M. GAYE avait choisi de se relever cette fois-ci. L'infirmière lui avait mis un énorme coussin afin qu'il puisse s'adosser.

M. GAYE, pouvez-vous nous parler d'Oumeyra SVP ?

Il se mit immédiatement à sourire. Il reprit son souffle, puis poursuivit de plus belle :

M. GAYE : Oumeyra. Elle était aussi jolie que son prénom. A l'époque, elle avait deux ans de plus que moi. Cela ne se voyait pas bien sûr, car vous savez combien nous, hommes sommes très précoces. Nous passions beaucoup de temps ensemble à cause des cours qu'elle me dispensait. Faut dire que j'étais quand même très débrouillard et parvenait à avoir plus de la moyenne. J'arrivais à tenir pleinement une conversation en français sans faire de faute. Je n'arrêtais pas de m'améliorer au fil des années. Un soir, je me décidai à l'inviter à sortir. Beaucoup de nos collègues me trouvait culotté. Ils faisaient partie de ceux qui étaient contre le fait qu'un jardinier/gardien drague une institutrice. Mais je n'avais aucun complexe. Je gagnais ma vie honnêtement et je savais correctement m'exprimer. Oumeyra, n'était pas comme ces femmes matérialistes, elle était plus réfléchie. Elle accepta donc mon invitation. J'ai tenu à sortir le grand jeu ce soir-là et je l'ai emmené dans un restaurant classe. Tout mon salaire y passa, mais je ne le regrettai pas. C'est à partir de ce jour que nous avions commencé à sortir ensemble en toute discrétion. Contrairement à la mienne, sa famille était riche.
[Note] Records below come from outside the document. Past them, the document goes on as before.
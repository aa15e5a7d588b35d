//! Probable-deadlock detection.

/// Flags a dispatch that has been running longer than the deadlock threshold,
/// at most once per stall.
///
/// A stall is identified by its last-active timestamp; a new dispatch (new
/// timestamp) re-arms the tracker. A zero timestamp means the event loop is
/// sleeping and never counts as a stall.
#[derive(Debug, Clone)]
pub struct DeadlockTracker {
    threshold_ms: u64,
    reported_for: Option<u64>,
}

impl DeadlockTracker {
    #[must_use]
    pub fn new(threshold_ms: u64) -> Self {
        Self { threshold_ms, reported_for: None }
    }

    /// Returns true the first time the stall starting at `last_active_ms`
    /// exceeds the threshold.
    pub fn check(&mut self, now_ms: u64, last_active_ms: u64) -> bool {
        if last_active_ms == 0 || self.reported_for == Some(last_active_ms) {
            return false;
        }
        if now_ms.saturating_sub(last_active_ms) > self.threshold_ms {
            self.reported_for = Some(last_active_ms);
            return true;
        }
        false
    }

    /// True if the stall starting at `last_active_ms` was already reported
    #[must_use]
    pub fn was_reported(&self, last_active_ms: u64) -> bool {
        last_active_ms != 0 && self.reported_for == Some(last_active_ms)
    }
}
Elle était fille d'un médecin de renommée et d'une mère pharmacienne. J'étais allé lui rendre visite une fois, mais cela avait été une erreur. Sa famille n'avait pas arrêté de me toiser. Dieu sait que j'étais correctement habillé. Ils avaient dit à Oumeyra que le problème n'était pas le boulot que je faisais, mais que je ne leur inspirais pas confiance. Cela ne changea rien dans ma relation avec cette dernière. J'ai cumulé mes deux emplois pendant pratiquement quatre ans. Je m'étais inscrit parallèlement en cours du soir. J'obtins alors mon BFEM et mon Baccalauréat. Toujours avec Oumeyra à mes côtés. Ses parents avaient fini par découvrir que notre relation était toujours d'actualité et ont voulu la donner en mariage au fils d'un de leur ami, qui en était fou. L'idée de perdre cette femme ambitieuse, généreuse et bien m'était impossible. Elle me proposa d'aller demander sa main. Elle me remit également de l'argent pour compléter la dot. Fier que je suis, je refusai. J'irai demander sa main avec ce que j'ai. Si ses parents acceptent c'est tant mieux, sinon je laisse tomber. Comme je m'y attendais, son père m'avait renvoyé comme un malpropre. Je dis donc à Oumeyra que notre relation s'arrêtait là.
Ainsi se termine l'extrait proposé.